[Material provided]

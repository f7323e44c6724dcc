//! Warden admission-control engine.
//!
//! Observes the outcome of every served request, counts strikes against
//! clients that produce scanner-like responses, and blacklists repeat
//! offenders. State lives in two actors, the membership tracker and the
//! statistics tracker, each owning its maps and serving one message at a
//! time. The [`gate::Gate`] is the per-request entry point; the
//! [`middleware::AdmissionLayer`] plugs it into an axum router.
//!
//! ```no_run
//! # async fn demo() -> warden_types::error::ClResult<()> {
//! use std::time::Duration;
//!
//! let engine = warden_core::Engine::builder()
//! 	.whitelist(["127.0.0.1"])
//! 	.reject_delay(Duration::from_secs(3))
//! 	.start()?;
//! let app: axum::Router = axum::Router::new()
//! 	.route("/", axum::routing::get(|| async { "hello" }))
//! 	.layer(engine.layer());
//! # let _ = app;
//! # Ok(())
//! # }
//! ```

#![deny(clippy::unwrap_used, clippy::expect_used, clippy::panic)]
#![forbid(unsafe_code)]

pub mod config;
pub mod engine;
pub mod extract;
pub mod gate;
pub mod membership;
pub mod middleware;
pub mod notifier;
pub mod prelude;
pub mod stats;

pub use config::{NotifyThresholds, WardenConfig};
pub use engine::{Engine, EngineBuilder};
pub use extract::ServerMode;
pub use gate::{Gate, Outcome, Rejection};
pub use membership::{ClientStatus, MembershipHandle, MembershipStats, StrikeOutcome};
pub use middleware::AdmissionLayer;
pub use notifier::{ConsoleSink, FileSink, Notifier, Sink};
pub use stats::{StatsHandle, StatsSnapshot};

// vim: ts=4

[/Material provided]

--- Requirement ---
Your answer should reproduce each line of the listing that holds the word "middleware".

--- Finished task ---
//! [`middleware::AdmissionLayer`] plugs it into an axum router.
pub mod middleware;
pub use middleware::AdmissionLayer;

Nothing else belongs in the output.